***** Extracted entries *****

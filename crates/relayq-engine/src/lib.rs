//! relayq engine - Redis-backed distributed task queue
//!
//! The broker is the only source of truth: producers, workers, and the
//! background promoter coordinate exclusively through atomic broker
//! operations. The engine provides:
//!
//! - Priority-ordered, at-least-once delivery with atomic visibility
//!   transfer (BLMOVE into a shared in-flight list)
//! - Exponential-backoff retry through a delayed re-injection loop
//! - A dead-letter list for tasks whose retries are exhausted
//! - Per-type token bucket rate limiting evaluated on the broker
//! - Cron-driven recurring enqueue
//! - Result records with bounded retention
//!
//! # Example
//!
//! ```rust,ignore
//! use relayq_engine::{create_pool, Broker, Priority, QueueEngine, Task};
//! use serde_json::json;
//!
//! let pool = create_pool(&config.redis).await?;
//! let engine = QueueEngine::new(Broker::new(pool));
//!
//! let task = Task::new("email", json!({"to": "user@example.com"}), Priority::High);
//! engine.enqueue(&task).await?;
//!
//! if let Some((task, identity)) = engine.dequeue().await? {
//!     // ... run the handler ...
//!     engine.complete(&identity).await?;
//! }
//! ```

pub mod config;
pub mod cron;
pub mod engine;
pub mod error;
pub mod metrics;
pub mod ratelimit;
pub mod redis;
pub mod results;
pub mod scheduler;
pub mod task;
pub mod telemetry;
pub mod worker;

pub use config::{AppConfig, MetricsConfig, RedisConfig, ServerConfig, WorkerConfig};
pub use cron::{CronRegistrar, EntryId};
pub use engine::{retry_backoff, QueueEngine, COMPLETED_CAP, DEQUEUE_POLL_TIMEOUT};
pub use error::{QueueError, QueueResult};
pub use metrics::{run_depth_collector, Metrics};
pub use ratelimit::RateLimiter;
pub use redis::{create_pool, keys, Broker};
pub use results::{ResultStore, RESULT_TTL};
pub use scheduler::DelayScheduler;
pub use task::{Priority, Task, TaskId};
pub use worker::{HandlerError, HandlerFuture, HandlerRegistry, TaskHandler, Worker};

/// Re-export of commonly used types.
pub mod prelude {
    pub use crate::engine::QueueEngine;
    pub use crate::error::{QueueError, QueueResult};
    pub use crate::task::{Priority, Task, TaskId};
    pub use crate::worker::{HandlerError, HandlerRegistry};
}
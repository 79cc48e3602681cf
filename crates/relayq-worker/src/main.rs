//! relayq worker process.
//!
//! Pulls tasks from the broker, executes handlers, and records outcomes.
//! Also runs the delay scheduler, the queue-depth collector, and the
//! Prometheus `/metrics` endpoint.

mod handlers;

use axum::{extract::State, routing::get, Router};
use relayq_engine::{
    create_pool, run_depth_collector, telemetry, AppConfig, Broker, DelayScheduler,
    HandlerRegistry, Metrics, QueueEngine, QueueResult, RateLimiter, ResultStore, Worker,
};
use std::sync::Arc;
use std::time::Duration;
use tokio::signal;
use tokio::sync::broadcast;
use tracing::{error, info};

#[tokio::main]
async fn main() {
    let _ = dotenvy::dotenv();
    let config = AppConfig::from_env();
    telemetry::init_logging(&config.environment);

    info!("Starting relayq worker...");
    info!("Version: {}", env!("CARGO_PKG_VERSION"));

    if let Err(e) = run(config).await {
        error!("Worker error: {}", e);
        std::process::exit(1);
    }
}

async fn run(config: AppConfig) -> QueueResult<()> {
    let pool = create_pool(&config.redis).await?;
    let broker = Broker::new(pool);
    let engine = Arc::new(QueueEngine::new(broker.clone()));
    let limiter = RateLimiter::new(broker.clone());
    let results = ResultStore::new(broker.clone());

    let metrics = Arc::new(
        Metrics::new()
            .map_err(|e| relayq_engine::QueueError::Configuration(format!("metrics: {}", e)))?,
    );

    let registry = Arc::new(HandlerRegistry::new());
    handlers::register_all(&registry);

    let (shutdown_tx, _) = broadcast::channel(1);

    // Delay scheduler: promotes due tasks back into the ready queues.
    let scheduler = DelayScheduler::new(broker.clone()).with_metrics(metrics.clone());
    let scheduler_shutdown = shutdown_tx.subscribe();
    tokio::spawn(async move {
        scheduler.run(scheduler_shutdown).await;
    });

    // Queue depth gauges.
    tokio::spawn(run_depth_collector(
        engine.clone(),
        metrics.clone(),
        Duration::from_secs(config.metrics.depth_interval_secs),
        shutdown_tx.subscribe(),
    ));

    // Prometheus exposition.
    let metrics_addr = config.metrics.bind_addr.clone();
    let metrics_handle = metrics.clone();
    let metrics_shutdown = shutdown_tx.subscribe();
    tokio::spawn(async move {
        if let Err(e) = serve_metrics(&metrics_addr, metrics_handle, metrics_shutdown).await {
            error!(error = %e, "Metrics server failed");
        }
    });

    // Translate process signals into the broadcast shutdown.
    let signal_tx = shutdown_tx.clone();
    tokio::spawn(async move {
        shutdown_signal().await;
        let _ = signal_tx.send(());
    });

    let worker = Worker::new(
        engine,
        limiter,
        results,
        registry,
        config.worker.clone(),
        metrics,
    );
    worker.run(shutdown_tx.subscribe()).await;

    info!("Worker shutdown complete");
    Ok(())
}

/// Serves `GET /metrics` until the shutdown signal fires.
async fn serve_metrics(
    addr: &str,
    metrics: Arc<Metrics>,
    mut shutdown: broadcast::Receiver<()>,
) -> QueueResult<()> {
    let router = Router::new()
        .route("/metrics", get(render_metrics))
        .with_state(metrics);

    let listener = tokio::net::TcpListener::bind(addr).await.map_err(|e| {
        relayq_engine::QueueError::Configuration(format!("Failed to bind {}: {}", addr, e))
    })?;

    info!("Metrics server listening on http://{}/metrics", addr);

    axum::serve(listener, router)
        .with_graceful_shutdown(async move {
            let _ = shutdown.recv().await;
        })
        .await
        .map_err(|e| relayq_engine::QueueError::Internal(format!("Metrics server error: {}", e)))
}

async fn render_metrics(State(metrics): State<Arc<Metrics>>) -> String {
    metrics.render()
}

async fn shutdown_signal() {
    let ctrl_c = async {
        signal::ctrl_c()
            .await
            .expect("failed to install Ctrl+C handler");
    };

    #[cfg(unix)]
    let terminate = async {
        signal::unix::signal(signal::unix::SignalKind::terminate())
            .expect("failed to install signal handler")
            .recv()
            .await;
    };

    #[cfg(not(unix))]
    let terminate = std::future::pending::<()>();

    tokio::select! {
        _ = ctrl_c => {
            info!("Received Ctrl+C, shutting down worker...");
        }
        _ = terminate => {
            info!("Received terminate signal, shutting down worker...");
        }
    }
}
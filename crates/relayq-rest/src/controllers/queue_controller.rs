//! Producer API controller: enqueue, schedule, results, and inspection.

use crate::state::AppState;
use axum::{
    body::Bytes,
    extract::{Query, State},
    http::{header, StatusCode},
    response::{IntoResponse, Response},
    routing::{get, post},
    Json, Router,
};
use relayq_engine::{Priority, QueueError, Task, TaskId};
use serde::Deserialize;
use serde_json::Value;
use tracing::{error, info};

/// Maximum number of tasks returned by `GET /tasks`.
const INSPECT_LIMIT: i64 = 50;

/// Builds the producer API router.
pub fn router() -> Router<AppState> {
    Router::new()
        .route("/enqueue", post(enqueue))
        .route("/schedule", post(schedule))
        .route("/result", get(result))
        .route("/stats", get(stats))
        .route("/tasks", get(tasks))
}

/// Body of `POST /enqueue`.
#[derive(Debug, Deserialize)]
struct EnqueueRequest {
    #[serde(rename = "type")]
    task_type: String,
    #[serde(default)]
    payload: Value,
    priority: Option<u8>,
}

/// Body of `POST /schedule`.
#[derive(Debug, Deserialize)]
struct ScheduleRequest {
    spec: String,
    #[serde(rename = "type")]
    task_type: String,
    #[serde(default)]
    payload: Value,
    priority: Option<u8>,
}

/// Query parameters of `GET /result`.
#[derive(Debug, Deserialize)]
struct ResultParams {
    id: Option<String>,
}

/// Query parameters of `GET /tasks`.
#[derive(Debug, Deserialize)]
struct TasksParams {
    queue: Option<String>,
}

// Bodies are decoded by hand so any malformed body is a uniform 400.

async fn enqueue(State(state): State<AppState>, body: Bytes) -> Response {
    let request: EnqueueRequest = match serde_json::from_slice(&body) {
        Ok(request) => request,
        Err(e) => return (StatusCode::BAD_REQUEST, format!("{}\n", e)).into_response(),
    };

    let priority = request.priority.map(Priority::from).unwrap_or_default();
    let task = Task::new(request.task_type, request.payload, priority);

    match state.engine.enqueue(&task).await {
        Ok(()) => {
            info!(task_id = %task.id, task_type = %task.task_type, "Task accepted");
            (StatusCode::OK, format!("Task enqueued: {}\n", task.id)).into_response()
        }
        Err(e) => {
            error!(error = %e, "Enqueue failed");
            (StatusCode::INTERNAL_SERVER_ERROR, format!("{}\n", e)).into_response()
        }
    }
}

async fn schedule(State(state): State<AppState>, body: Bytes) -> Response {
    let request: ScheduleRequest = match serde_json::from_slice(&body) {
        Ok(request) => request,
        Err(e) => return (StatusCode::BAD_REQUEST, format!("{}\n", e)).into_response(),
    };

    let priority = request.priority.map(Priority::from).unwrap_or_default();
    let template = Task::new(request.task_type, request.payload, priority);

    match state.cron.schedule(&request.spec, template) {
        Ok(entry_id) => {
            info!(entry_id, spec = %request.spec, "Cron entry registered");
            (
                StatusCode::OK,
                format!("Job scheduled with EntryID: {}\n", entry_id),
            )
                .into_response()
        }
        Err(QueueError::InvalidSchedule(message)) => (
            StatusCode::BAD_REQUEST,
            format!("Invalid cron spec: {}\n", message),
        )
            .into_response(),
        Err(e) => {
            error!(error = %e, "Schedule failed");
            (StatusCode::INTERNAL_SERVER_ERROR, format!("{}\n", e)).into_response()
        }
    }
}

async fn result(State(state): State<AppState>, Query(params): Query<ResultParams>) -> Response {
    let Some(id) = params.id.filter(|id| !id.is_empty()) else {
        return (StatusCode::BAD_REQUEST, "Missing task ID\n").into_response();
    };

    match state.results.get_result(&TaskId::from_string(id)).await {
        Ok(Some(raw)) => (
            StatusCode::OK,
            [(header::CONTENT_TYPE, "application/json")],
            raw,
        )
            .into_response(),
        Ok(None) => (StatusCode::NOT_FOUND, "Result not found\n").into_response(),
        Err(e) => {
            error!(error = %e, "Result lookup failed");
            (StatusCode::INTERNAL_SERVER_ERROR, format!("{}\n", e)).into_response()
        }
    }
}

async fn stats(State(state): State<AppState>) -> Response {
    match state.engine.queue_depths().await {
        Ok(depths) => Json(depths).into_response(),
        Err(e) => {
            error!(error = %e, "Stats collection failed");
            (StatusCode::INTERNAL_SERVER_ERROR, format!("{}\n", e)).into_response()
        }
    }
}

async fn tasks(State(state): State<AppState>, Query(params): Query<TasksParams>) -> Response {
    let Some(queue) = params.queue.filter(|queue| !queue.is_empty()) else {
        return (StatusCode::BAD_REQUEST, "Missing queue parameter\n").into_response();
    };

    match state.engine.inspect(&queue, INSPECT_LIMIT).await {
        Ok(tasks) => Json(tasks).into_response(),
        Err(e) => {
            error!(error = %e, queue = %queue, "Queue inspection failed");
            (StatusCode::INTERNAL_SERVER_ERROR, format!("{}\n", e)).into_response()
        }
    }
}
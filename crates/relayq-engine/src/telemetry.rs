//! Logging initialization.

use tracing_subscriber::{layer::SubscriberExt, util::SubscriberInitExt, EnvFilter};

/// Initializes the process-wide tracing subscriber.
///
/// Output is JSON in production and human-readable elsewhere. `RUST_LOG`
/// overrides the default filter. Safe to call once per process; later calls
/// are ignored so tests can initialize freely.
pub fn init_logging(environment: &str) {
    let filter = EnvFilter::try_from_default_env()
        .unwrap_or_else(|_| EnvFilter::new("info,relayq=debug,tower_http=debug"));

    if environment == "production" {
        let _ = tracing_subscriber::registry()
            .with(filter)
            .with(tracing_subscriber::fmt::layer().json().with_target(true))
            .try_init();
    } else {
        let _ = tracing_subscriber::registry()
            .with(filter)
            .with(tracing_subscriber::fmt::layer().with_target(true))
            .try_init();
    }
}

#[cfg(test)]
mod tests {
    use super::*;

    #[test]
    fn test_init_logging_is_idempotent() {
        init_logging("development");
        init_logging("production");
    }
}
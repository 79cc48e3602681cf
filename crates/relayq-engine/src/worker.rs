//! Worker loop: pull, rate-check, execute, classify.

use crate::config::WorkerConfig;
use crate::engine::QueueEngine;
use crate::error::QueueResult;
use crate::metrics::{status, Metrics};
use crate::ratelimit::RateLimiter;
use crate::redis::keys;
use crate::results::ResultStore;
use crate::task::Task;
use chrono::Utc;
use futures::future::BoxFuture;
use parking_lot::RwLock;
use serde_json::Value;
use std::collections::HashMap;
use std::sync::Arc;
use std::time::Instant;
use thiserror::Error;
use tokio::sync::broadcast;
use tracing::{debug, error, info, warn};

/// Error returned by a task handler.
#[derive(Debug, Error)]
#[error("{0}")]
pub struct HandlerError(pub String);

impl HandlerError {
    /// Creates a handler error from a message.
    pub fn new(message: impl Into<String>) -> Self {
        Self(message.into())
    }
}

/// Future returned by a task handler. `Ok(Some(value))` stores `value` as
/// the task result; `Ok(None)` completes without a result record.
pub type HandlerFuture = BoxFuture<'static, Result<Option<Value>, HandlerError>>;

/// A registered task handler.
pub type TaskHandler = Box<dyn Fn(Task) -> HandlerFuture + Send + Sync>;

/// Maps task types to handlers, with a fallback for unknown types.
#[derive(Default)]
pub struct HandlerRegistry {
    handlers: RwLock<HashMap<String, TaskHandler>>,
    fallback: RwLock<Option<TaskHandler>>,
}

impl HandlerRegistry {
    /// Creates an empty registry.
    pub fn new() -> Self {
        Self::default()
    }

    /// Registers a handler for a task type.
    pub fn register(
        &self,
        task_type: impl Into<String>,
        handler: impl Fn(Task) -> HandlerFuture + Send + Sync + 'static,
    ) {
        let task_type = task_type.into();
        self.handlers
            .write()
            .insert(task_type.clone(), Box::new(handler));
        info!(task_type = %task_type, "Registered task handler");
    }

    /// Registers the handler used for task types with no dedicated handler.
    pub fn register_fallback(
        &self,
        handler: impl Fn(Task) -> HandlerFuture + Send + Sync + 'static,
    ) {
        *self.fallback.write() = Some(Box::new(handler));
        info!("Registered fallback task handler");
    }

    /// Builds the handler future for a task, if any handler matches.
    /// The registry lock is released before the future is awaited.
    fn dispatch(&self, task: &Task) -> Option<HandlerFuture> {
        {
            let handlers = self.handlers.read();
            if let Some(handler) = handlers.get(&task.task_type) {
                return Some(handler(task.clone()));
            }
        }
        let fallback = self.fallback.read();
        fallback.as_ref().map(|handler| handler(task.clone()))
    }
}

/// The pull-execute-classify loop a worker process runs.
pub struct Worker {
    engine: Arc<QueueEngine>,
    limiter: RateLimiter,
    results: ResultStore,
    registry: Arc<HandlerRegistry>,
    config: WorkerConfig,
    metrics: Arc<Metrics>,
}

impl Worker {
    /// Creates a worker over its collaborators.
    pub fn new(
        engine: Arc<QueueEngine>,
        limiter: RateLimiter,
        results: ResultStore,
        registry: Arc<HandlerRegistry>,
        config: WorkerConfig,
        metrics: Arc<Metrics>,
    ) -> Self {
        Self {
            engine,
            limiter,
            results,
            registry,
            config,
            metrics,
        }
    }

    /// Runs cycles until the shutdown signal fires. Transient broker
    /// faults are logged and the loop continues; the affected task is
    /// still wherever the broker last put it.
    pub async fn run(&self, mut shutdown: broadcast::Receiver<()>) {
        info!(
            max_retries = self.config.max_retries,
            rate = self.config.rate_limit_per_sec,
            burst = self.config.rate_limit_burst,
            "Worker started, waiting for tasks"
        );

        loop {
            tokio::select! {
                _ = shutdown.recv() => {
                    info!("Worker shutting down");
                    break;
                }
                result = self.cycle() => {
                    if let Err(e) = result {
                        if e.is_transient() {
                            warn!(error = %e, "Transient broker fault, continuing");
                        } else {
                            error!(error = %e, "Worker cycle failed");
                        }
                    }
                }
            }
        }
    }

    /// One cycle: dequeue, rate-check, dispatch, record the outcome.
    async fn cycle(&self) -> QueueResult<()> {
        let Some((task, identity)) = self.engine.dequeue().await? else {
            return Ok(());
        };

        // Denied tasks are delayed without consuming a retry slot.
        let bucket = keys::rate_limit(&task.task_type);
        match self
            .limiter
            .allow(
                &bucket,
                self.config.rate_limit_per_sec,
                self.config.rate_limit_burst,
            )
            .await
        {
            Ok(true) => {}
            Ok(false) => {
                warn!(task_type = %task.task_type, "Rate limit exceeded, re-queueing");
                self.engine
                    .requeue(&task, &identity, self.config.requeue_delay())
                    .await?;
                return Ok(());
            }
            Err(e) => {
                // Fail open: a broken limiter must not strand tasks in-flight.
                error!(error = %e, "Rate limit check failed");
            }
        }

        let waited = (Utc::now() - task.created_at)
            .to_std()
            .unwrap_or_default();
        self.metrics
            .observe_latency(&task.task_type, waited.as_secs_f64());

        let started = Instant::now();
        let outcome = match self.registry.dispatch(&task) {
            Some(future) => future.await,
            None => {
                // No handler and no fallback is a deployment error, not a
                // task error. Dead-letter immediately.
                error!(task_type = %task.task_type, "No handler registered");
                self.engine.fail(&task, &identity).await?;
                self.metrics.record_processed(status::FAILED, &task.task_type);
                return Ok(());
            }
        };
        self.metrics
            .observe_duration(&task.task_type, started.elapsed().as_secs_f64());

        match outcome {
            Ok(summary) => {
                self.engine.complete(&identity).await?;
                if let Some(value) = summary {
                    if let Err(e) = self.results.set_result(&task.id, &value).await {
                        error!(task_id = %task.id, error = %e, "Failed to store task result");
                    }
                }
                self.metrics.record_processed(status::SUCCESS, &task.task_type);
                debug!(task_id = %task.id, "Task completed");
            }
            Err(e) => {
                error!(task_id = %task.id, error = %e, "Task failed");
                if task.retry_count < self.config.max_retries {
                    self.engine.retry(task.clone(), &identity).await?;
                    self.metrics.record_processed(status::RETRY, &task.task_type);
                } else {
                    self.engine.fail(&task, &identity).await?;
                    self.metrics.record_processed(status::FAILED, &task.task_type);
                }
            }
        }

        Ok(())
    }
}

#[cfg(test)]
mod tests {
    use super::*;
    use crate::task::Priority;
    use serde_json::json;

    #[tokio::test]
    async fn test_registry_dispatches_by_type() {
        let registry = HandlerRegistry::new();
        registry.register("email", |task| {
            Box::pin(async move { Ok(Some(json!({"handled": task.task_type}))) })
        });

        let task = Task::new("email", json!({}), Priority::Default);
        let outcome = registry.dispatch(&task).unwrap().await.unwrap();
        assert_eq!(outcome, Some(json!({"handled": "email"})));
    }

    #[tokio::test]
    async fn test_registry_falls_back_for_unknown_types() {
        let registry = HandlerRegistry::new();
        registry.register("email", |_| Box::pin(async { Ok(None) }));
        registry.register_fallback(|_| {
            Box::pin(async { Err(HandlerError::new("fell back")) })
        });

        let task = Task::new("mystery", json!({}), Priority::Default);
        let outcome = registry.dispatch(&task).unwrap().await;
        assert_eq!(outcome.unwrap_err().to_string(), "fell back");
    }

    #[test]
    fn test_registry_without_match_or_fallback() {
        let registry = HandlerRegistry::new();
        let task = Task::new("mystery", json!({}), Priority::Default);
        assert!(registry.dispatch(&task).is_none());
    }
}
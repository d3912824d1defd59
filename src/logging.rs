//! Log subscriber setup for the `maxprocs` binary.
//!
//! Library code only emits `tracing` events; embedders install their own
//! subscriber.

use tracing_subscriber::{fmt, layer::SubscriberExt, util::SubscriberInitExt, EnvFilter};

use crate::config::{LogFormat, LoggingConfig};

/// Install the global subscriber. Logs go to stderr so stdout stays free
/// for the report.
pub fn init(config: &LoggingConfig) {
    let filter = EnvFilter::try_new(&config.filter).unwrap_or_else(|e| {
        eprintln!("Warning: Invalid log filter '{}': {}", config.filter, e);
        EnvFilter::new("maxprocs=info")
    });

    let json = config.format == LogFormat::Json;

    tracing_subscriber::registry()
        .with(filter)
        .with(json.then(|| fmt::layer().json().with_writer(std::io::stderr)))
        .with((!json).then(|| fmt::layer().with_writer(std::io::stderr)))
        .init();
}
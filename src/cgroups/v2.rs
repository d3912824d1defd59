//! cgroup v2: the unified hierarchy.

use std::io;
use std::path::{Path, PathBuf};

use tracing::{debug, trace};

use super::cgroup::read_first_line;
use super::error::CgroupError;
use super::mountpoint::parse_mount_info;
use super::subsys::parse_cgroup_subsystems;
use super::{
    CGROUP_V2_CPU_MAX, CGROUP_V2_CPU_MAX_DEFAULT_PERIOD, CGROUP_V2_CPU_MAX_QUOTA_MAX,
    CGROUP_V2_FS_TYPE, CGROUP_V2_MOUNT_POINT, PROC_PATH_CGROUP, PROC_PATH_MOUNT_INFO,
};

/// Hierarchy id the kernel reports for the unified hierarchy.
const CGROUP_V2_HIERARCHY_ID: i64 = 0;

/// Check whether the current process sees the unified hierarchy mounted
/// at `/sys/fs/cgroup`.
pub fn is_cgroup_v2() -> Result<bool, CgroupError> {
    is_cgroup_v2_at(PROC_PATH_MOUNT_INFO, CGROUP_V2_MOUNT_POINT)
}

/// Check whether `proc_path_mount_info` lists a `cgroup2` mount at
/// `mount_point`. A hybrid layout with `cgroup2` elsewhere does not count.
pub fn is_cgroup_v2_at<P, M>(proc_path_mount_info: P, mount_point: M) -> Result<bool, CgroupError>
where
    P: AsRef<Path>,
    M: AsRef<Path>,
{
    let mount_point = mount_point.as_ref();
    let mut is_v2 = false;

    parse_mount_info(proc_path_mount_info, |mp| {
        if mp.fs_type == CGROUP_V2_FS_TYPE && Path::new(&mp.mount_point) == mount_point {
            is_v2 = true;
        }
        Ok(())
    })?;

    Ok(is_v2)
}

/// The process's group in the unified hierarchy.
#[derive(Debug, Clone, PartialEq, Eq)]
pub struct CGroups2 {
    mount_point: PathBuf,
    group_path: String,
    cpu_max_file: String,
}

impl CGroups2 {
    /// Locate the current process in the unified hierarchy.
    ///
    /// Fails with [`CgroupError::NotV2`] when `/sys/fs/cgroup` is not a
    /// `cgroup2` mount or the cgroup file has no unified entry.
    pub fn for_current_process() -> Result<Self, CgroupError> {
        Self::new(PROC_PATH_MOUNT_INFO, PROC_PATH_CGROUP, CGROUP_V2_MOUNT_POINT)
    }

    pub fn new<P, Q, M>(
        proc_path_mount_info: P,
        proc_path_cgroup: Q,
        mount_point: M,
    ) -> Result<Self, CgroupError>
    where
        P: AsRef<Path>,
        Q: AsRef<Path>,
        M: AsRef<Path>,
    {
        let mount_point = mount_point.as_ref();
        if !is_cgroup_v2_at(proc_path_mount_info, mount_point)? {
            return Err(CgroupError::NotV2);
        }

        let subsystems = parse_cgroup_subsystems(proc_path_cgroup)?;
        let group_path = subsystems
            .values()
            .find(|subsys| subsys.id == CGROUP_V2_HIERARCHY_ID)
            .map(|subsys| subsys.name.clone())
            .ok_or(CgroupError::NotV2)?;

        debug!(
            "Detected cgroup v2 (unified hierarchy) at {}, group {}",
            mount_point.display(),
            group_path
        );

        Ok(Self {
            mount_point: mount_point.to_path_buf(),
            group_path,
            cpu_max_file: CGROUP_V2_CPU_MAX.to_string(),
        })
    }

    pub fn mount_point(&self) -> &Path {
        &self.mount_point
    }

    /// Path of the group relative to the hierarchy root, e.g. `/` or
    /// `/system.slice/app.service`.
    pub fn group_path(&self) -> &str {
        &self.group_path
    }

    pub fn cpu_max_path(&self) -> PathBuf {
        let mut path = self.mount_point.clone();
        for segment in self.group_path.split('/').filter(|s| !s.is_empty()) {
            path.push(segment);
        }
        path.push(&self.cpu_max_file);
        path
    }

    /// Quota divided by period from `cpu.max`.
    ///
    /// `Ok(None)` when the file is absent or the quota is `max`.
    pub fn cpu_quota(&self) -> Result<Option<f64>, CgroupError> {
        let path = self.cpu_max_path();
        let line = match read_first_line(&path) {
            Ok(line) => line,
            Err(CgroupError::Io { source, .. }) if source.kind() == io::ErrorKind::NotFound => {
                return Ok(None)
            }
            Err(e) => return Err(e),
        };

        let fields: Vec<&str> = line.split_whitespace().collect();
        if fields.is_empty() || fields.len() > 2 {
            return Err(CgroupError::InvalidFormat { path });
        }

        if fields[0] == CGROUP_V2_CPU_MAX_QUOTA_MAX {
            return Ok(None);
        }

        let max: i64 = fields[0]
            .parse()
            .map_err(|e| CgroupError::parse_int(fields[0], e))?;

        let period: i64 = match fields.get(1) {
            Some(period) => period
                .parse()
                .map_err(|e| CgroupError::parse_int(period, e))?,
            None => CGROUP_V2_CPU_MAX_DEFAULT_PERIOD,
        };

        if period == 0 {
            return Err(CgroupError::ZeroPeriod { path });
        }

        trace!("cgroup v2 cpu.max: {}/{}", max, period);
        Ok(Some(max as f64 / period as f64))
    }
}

*****

*Assigned task:* Count every line of the material above that holds the string "when", then state only the total.

*Answer for the task:* 2